Es la primera pregunta que suelen lanzarte en estos días, ya sea por teleconferencia o con el debido distanciamiento pandémico. Depende de quién las financie, suele ser la respuesta más frecuente. Es muy pronto para pronosticar qué pasará en febrero de 2021, cuando no sabemos qué pasará con la salud, el empleo o las investigaciones sobre la corrupción.
Ni cómo le irá a esta economía dependiente del endeudamiento ni qué piensan del manejo económico los que quieren gobernar. Estamos, entonces, en modo ‘veamos qué pasa’, en modo ‘salga pato o gallareta’, es decir, en modo Ecuador. Un país con muy poca institucionalidad y pocas certezas para sus ciudadanos, del sálvese quien pueda, y con una parte de sus élites preocupadas de cómo vota ‘el pueblo’ pero no de cómo votan ellas.

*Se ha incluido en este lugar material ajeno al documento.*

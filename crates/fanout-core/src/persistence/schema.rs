//! SQLite schema for degree tables

/// Tables written by an aggregation run, in creation order
#[derive(Debug, Clone, Copy, PartialEq, Eq)]
pub enum Table {
    Edges,
    InDegrees,
    OutDegrees,
    Features,
}

impl Table {
    pub const ALL: [Table; 4] = [
        Table::Edges,
        Table::InDegrees,
        Table::OutDegrees,
        Table::Features,
    ];

    /// SQL table name
    pub fn name(&self) -> &'static str {
        match self {
            Table::Edges => "edges",
            Table::InDegrees => "in_degrees",
            Table::OutDegrees => "out_degrees",
            Table::Features => "features",
        }
    }
}

/// SQLite schema definition
pub struct Schema;

impl Schema {
    /// Connection settings applied on open
    pub fn pragmas() -> &'static str {
        r#"
PRAGMA journal_mode = WAL;
PRAGMA synchronous = NORMAL;
"#
    }

    /// Drop every table from a previous run
    pub fn drop_tables() -> &'static str {
        r#"
DROP TABLE IF EXISTS features;
DROP TABLE IF EXISTS out_degrees;
DROP TABLE IF EXISTS in_degrees;
DROP TABLE IF EXISTS edges;
"#
    }

    /// Raw edge table, `followed_id` is the target
    pub fn create_edges() -> &'static str {
        r#"
CREATE TABLE edges (
    followed_id INTEGER NOT NULL,
    follower_id INTEGER NOT NULL
);
"#
    }

    pub fn insert_edge() -> &'static str {
        "INSERT INTO edges (followed_id, follower_id) VALUES (?1, ?2)"
    }

    /// Edges per target
    pub fn create_in_degrees() -> &'static str {
        r#"
CREATE TABLE in_degrees AS
SELECT followed_id AS user_id, COUNT(*) AS in_degree
FROM edges
GROUP BY followed_id;
"#
    }

    /// Edges per source
    pub fn create_out_degrees() -> &'static str {
        r#"
CREATE TABLE out_degrees AS
SELECT follower_id AS user_id, COUNT(*) AS out_degree
FROM edges
GROUP BY follower_id;
"#
    }

    /// Full outer join of both degree tables
    ///
    /// The key is coalesced so nodes that only appear as a source keep
    /// their id. A missing side counts as zero.
    pub fn create_features() -> &'static str {
        r#"
CREATE TABLE features AS
SELECT
    COALESCE(t1.user_id, t2.user_id) AS user_id,
    COALESCE(t1.in_degree, 0) AS in_degree,
    COALESCE(t2.out_degree, 0) AS out_degree,
    (COALESCE(t1.in_degree, 0) / (COALESCE(t2.out_degree, 0) + 1.0)) AS ratio
FROM in_degrees t1
FULL OUTER JOIN out_degrees t2 ON t1.user_id = t2.user_id;
"#
    }

    /// Feature rows in ascending id order
    pub fn select_features() -> &'static str {
        "SELECT user_id, in_degree, out_degree, ratio FROM features ORDER BY user_id"
    }
}
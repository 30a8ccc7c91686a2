//! Fanout Binary
//!
//! Runs the degree feature pipeline over the working directory. Settings
//! come from `fanout.toml` when present, otherwise the built-in defaults.

use std::path::Path;
use std::process::ExitCode;

use fanout_core::{FanoutConfig, Pipeline};
use tracing_subscriber::EnvFilter;

const CONFIG_FILE: &str = "fanout.toml";

fn main() -> ExitCode {
    // Initialize logging
    tracing_subscriber::fmt()
        .with_env_filter(
            EnvFilter::try_from_default_env().unwrap_or_else(|_| EnvFilter::new("info")),
        )
        .init();

    match run() {
        Ok(()) => ExitCode::SUCCESS,
        Err(e) => {
            tracing::error!("{}", e);
            ExitCode::FAILURE
        }
    }
}

fn run() -> fanout_core::Result<()> {
    let config = FanoutConfig::load_or_default(Path::new(CONFIG_FILE))?;
    let report = Pipeline::new(config)?.run()?;

    tracing::info!(
        "All done! {} edges, {} nodes written to {}",
        report.summary.edges,
        report.rows_written,
        report.output.display()
    );
    Ok(())
}
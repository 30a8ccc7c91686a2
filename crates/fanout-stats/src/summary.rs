//! Summary statistics for feature columns
//!
//! Provides the moments the scaler needs:
//! - Mean, population variance, standard deviation
//! - Min, max, range

use serde::{Deserialize, Serialize};

/// Summary statistics for a numeric column
#[derive(Debug, Clone, Serialize, Deserialize)]
pub struct SummaryStats {
    /// Number of values
    pub count: usize,
    /// Minimum value
    pub min: f64,
    /// Maximum value
    pub max: f64,
    /// Mean (average)
    pub mean: f64,
    /// Population variance (ddof = 0)
    pub variance: f64,
    /// Population standard deviation
    pub std_dev: f64,
}

impl SummaryStats {
    /// Compute summary statistics from data
    pub fn from_data<'a, I>(data: I) -> Self
    where
        I: IntoIterator<Item = &'a f64>,
        I::IntoIter: Clone,
    {
        let values = data.into_iter();

        let mut count = 0usize;
        let mut sum = 0.0;
        let mut min = f64::INFINITY;
        let mut max = f64::NEG_INFINITY;
        for &x in values.clone() {
            count += 1;
            sum += x;
            min = min.min(x);
            max = max.max(x);
        }

        if count == 0 {
            return Self::empty();
        }

        let mean = sum / count as f64;
        // Two-pass variance keeps cancellation error down on large counts
        let variance = values.map(|x| (x - mean).powi(2)).sum::<f64>() / count as f64;

        Self {
            count,
            min,
            max,
            mean,
            variance,
            std_dev: variance.sqrt(),
        }
    }

    /// Create empty statistics (all NaN)
    fn empty() -> Self {
        Self {
            count: 0,
            min: f64::NAN,
            max: f64::NAN,
            mean: f64::NAN,
            variance: f64::NAN,
            std_dev: f64::NAN,
        }
    }

    /// Get the range (max - min)
    pub fn range(&self) -> f64 {
        self.max - self.min
    }

    /// Compute z-score for a value
    pub fn zscore(&self, x: f64) -> f64 {
        (x - self.mean) / self.std_dev
    }

    /// Whether the column is constant up to floating-point noise
    ///
    /// A column of identical values can still show a tiny nonzero variance
    /// after the mean is rounded, so the bound grows with count and
    /// magnitude: `var <= n*eps*var + (n*|mean|*eps)^2`.
    pub fn is_constant(&self) -> bool {
        if self.count == 0 {
            return true;
        }
        if self.min == self.max {
            return true;
        }
        let n = self.count as f64;
        let eps = f64::EPSILON;
        let bound = n * eps * self.variance + (n * self.mean.abs() * eps).powi(2);
        self.variance <= bound
    }
}

#[cfg(test)]
mod tests {
    use super::*;

    #[test]
    fn test_summary_stats_basic() {
        let data: Vec<f64> = (1..=10).map(|x| x as f64).collect();
        let stats = SummaryStats::from_data(&data);

        assert_eq!(stats.count, 10);
        assert_eq!(stats.min, 1.0);
        assert_eq!(stats.max, 10.0);
        assert_eq!(stats.range(), 9.0);
        assert!((stats.mean - 5.5).abs() < 1e-10);
        assert!((stats.variance - 8.25).abs() < 1e-10);
    }

    #[test]
    fn test_population_std_dev() {
        let data = vec![0.0, 1.0, 2.0];
        let stats = SummaryStats::from_data(&data);

        assert!((stats.std_dev - (2.0f64 / 3.0).sqrt()).abs() < 1e-12);
    }

    #[test]
    fn test_zscore() {
        let data = vec![1.0, 2.0, 3.0, 4.0, 5.0];
        let stats = SummaryStats::from_data(&data);

        // Mean is 3.0
        assert!(stats.zscore(3.0).abs() < 1e-10);
        assert!(stats.zscore(5.0) > 1.0);
    }

    #[test]
    fn test_empty_is_nan() {
        let stats = SummaryStats::from_data(&Vec::<f64>::new());
        assert_eq!(stats.count, 0);
        assert!(stats.mean.is_nan());
        assert!(stats.is_constant());
    }

    #[test]
    fn test_constant_detection() {
        assert!(SummaryStats::from_data(&vec![0.1; 1000]).is_constant());
        assert!(SummaryStats::from_data(&vec![7.0]).is_constant());
        assert!(!SummaryStats::from_data(&vec![1.0, 1.0, 1.0 + 1e-6]).is_constant());
    }
}
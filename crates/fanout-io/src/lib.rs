//! fanout-io - Data I/O for degree feature extraction
//!
//! This crate provides the file-facing pieces of the pipeline:
//!
//! - **Edge lists**: delimited `followed_id follower_id` pairs, one per line
//! - **Feature tables**: per-node degree rows and their dense matrix form
//! - **Matrix export**: plain-text rows with fixed 8-digit precision
//!
//! # Design
//!
//! Edge lists are streamed, never loaded whole. Every malformed line is a
//! hard error carrying its line number.

pub mod edge_list;
pub mod reader;
pub mod schema;
pub mod writer;

pub use edge_list::*;
pub use reader::*;
pub use schema::*;
pub use writer::*;
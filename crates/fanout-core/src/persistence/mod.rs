//! Persistence layer for degree aggregation
//!
//! Provides SQLite-backed storage for edges, grouped degree counts and the
//! joined feature table.

mod schema;
mod store;

pub use schema::{Schema, Table};
pub use store::DegreeStore;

La preocupación por el país suele aparecer solo cuando hay tragedias como la que dejó el remezón de octubre del 2019. Pero el respiro de alivio del 13 de octubre en la noche se volvió somnolencia y, después, olvido. Ahora mismo vemos cómo, tras las promesas de amor que afloraron en los primeros días de pandemia, cada cual volvió a sus asuntos. ¿Más equitativos, más responsables? Claro.
La visión del Estado en Ecuador se confunde invariablemente con la visión del reparto del poder. Hoy pasa exactamente lo mismo frente a las elecciones del próximo año. Ha habido, en ese sentido, pocos estadistas y muchos bomberos, incluso algunos con pasado incendiario. Hay que decir que Rafael Correa tuvo una visión de Estado opuesta a la del reparto del poder, pero pronto la convirtió en su proyecto personalista y de control total.
De hecho, cuando el único cálculo es perpetuarse en el poder o recuperarlo a como dé lugar, muere el estadista. Peor todavía si, para intentar hacerlo, no se apuesta a la capacidad sino a la fidelidad del ungido. ¿Pero qué hay en las otras tiendas políticas? ¿Hay proyectos de Estado? Habrá que hurgar en los planes de gobierno, pero en ninguna tendencia se encuentra, a primera vista, un estadista.
Una vez más, y como casi siempre, no podremos darnos el lujo de esperar que la discusión se dé en torno a visiones de país sino de soluciones de corto plazo y, sobre todo, de ofertas. Así, no hay mucho de qué admirarse de que el voto, además obligatorio, se vuelva un aspecto emocional y de odios y temores, fácilmente manejables desde las redes sociales, casi de apuesta, de salto al vacío.
Pero para quienes será más difícil elegir por quién votar en febrero es para aquellos que, desde su comodidad -desde la ‘izquierda feliz’ de los ochenta- y desde su supuesta solidaridad, adhirieron al proyecto correísta por años y no han tenido más remedio que desengañarse ante la evidencia. Algunos de ellos lo harán por interés, no por esperanza.
Pronto estará liderando las encuestas a quien se considere, otra vez, el mal menor.